What you will do → Going down the data below, set down exactly the line with "use std::thread;" and each line after it through the line with "let program = args.first().cloned().unwrap_or_else(||"; no other lines.

(Beginning of Dataset excerpts)

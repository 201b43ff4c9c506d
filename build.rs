use std::fs;
use std::path::Path;
use serde::Deserialize;

#[derive(Deserialize)]
struct Config {
    playback: Playback,
    decoder: Decoder,
}

#[derive(Deserialize)]
struct Playback {
    device: String,
    sample_rate: u32,
    channels: u32,
    period_size: usize,
    volume: f32,
    position: f32,
}

#[derive(Deserialize)]
struct Decoder {
    buffer_size: usize,
    check_validity: bool,
    stream_buffer_size: usize,
}

// 在编译时读取 config.toml 并设置环境变量
fn main() {
    println!("cargo:rerun-if-changed=config.toml");

    let config_path = Path::new("config.toml");
    if !config_path.exists() {
        panic!("config.toml not found!");
    }

    let config_str = fs::read_to_string(config_path).expect("Failed to read config.toml");
    let config: Config = toml::from_str(&config_str).expect("Failed to parse config.toml");

    // 播放设备配置
    println!("cargo:rustc-env=PLAYBACK_DEVICE={}", config.playback.device);
    println!("cargo:rustc-env=PLAYBACK_SAMPLE_RATE={}", config.playback.sample_rate);
    println!("cargo:rustc-env=PLAYBACK_CHANNELS={}", config.playback.channels);
    println!("cargo:rustc-env=PLAYBACK_PERIOD_SIZE={}", config.playback.period_size);
    println!("cargo:rustc-env=PLAYBACK_VOLUME={}", config.playback.volume);
    println!("cargo:rustc-env=PLAYBACK_POSITION={}", config.playback.position);

    // 解码配置
    println!("cargo:rustc-env=DECODER_BUFFER_SIZE={}", config.decoder.buffer_size);
    println!("cargo:rustc-env=DECODER_CHECK_VALIDITY={}", config.decoder.check_validity);
    println!(
        "cargo:rustc-env=DECODER_STREAM_BUFFER_SIZE={}",
        config.decoder.stream_buffer_size
    );

    link_speexdsp();
}

fn link_speexdsp() {
    let target = std::env::var("TARGET").unwrap_or_default();

    if target.contains("musl") {
        // musl 目标：使用手动编译的静态库，不依赖 pkg-config
        if let Ok(sysroot) = std::env::var("MUSL_SYSROOT") {
            println!("cargo:rustc-link-search=native={}/usr/lib", sysroot);
        }
        println!("cargo:rustc-link-lib=static=speexdsp");
        return;
    }

    // GNU 目标：ALSA 动态链接（由 alsa-sys 自动处理），speexdsp 通过 pkg-config 查找
    pkg_config::Config::new()
        .probe("speexdsp")
        .expect("Failed to find speexdsp. Please install libspeexdsp-dev.");
}
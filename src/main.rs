use std::path::{Path, PathBuf};
use std::process::ExitCode;
use std::thread;

use anyhow::Context;
use tokio::signal;
use tokio::sync::oneshot;

use mp3play::audio::{AlsaSink, Interrupt, SymphoniaDecoder};
use mp3play::{Config, Outcome, Pipeline};

// AmigaDOS 风格的返回码
const RETURN_OK: u8 = 0;
const RETURN_ERROR: u8 = 10;
const RETURN_FAIL: u8 = 20;

type Session = Pipeline<SymphoniaDecoder, AlsaSink>;

#[tokio::main]
async fn main() -> ExitCode {
    // 初始化日志
    env_logger::init();

    let args: Vec<String> = std::env::args().collect();
    let program = args.first().cloned().unwrap_or_else(|| "mp3play".to_string());
    if args.len() != 2 {
        eprintln!("Usage: {} <mp3file>", program);
        return ExitCode::from(RETURN_FAIL);
    }
    let path = PathBuf::from(&args[1]);

    // 加载配置
    let config = match Config::new() {
        Ok(config) => config,
        Err(e) => {
            eprintln!("{}: {}", program, e);
            return ExitCode::from(RETURN_FAIL);
        }
    };
    if let Err(e) = config.validate() {
        eprintln!("{}: {}", program, e);
        return ExitCode::from(RETURN_FAIL);
    }

    // 播放管线运行在独立的 std 线程中，打开设备和文件也在该线程完成
    let (ready_tx, ready_rx) = oneshot::channel();
    let (done_tx, mut done_rx) = oneshot::channel();
    let spawned = thread::Builder::new()
        .name("pipeline".into())
        .spawn(move || {
            let session = match open_session(&config, &path) {
                Ok((session, interrupt)) => {
                    if ready_tx.send(Ok(interrupt)).is_err() {
                        return;
                    }
                    session
                }
                Err(e) => {
                    let _ = ready_tx.send(Err(e));
                    return;
                }
            };
            let _ = done_tx.send(session.run());
        });
    if let Err(e) = spawned {
        log::error!("Failed to spawn pipeline thread: {}", e);
        return ExitCode::from(RETURN_FAIL);
    }

    let interrupt = match ready_rx.await {
        Ok(Ok(interrupt)) => interrupt,
        Ok(Err(e)) => {
            eprintln!("{}: {:#}", program, e);
            return ExitCode::from(RETURN_FAIL);
        }
        Err(_) => {
            log::error!("Pipeline thread exited during setup");
            return ExitCode::from(RETURN_FAIL);
        }
    };

    let result = tokio::select! {
        result = &mut done_rx => result,
        // 监听 Ctrl+C 信号，由管线在下一个等待点处理
        Ok(()) = signal::ctrl_c() => {
            log::info!("Received Ctrl+C, stopping playback");
            if !interrupt.raise() {
                log::debug!("Session already finished");
            }
            done_rx.await
        }
    };

    match result {
        Ok(Ok(report)) => match report.outcome {
            Outcome::Stopped => ExitCode::from(RETURN_OK),
            Outcome::Cancelled => {
                eprintln!("{}: ***Break", program);
                ExitCode::from(RETURN_ERROR)
            }
        },
        Ok(Err(e)) => {
            eprintln!("{}: {}", program, e);
            ExitCode::from(RETURN_ERROR)
        }
        Err(_) => {
            log::error!("Pipeline thread exited without a result");
            ExitCode::from(RETURN_FAIL)
        }
    }
}

/// Open device, stream and buffers, in that order. The decoder targets the
/// format the device actually negotiated.
fn open_session(config: &Config, path: &Path) -> anyhow::Result<(Session, Interrupt)> {
    let sink = AlsaSink::open(config.sink_config())
        .with_context(|| format!("Unable to open {}", config.playback_device))?;
    let params = sink.params().clone();
    let interrupt = sink.interrupt();

    let decoder = SymphoniaDecoder::open(
        path,
        &config.decoder_config(params.sample_rate, params.channels),
    )
    .with_context(|| format!("Failed to open {}", path.display()))?;

    let session = Pipeline::new(decoder, sink, config.buffer_size).context("Failed to allocate sample buffers")?;
    Ok((session, interrupt))
}
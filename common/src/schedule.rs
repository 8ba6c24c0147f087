use chrono::{Datelike, NaiveDate, NaiveDateTime, NaiveTime};

use crate::error::CommandError;

// Any leap year; lets 29-02 through parsing so the year check happens at gate time.
const LEAP_PROBE_YEAR: i32 = 2000;

#[derive(Debug, Clone, Copy, PartialEq, Eq)]
pub struct DayMonth {
    pub day: u32,
    pub month: u32,
}

impl DayMonth {
    /// Parses a `DD-MM` token.
    pub fn parse(token: &str) -> Result<Self, CommandError> {
        let invalid = || CommandError::InvalidDateTime(token.to_string());

        let (day, month) = token.split_once('-').ok_or_else(invalid)?;
        let day = parse_field(day).ok_or_else(invalid)?;
        let month = parse_field(month).ok_or_else(invalid)?;

        NaiveDate::from_ymd_opt(LEAP_PROBE_YEAR, month, day).ok_or_else(invalid)?;
        Ok(Self { day, month })
    }
}

/// Deferred-until moment as written by the sender: a wall-clock time with an
/// optional day and month. The year is always the current one.
#[derive(Debug, Clone, Copy, PartialEq, Eq)]
pub struct DueAt {
    pub date: Option<DayMonth>,
    pub time: NaiveTime,
}

impl DueAt {
    pub fn parse(date: Option<&str>, time: &str) -> Result<Self, CommandError> {
        let date = date.map(DayMonth::parse).transpose()?;
        let time = NaiveTime::parse_from_str(time, "%H:%M")
            .map_err(|_| CommandError::InvalidDateTime(time.to_string()))?;
        Ok(Self { date, time })
    }

    pub fn resolve(&self, now: NaiveDateTime) -> Result<NaiveDateTime, CommandError> {
        let date = match self.date {
            Some(DayMonth { day, month }) => NaiveDate::from_ymd_opt(now.year(), month, day)
                .ok_or_else(|| {
                    CommandError::InvalidDateTime(format!("{day:02}-{month:02}-{}", now.year()))
                })?,
            None => now.date(),
        };
        Ok(date.and_time(self.time))
    }
}

#[derive(Debug, Clone, Copy, PartialEq, Eq)]
pub enum Readiness {
    Due,
    NotYet(NaiveDateTime),
}

pub struct ScheduleGate;

impl ScheduleGate {
    /// A command without a deferred time is always due; otherwise it is due
    /// once the resolved moment is at or before `now`.
    pub fn evaluate(
        due_at: Option<&DueAt>,
        now: NaiveDateTime,
    ) -> Result<Readiness, CommandError> {
        let Some(due_at) = due_at else {
            return Ok(Readiness::Due);
        };

        let start = due_at.resolve(now)?;
        if start > now {
            Ok(Readiness::NotYet(start))
        } else {
            Ok(Readiness::Due)
        }
    }
}

fn parse_field(raw: &str) -> Option<u32> {
    if raw.is_empty() || raw.len() > 2 || !raw.bytes().all(|b| b.is_ascii_digit()) {
        return None;
    }
    raw.parse().ok()
}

(End of Dataset excerpts)

Written response →
use std::thread;

use anyhow::Context;
use tokio::signal;
use tokio::sync::oneshot;

use mp3play::audio::{AlsaSink, Interrupt, SymphoniaDecoder};
use mp3play::{Config, Outcome, Pipeline};

// AmigaDOS 风格的返回码
const RETURN_OK: u8 = 0;
const RETURN_ERROR: u8 = 10;
const RETURN_FAIL: u8 = 20;

type Session = Pipeline<SymphoniaDecoder, AlsaSink>;

#[tokio::main]
async fn main() -> ExitCode {
    // 初始化日志
    env_logger::init();

    let args: Vec<String> = std::env::args().collect();
    let program = args.first().cloned().unwrap_or_else(|| "mp3play".to_string());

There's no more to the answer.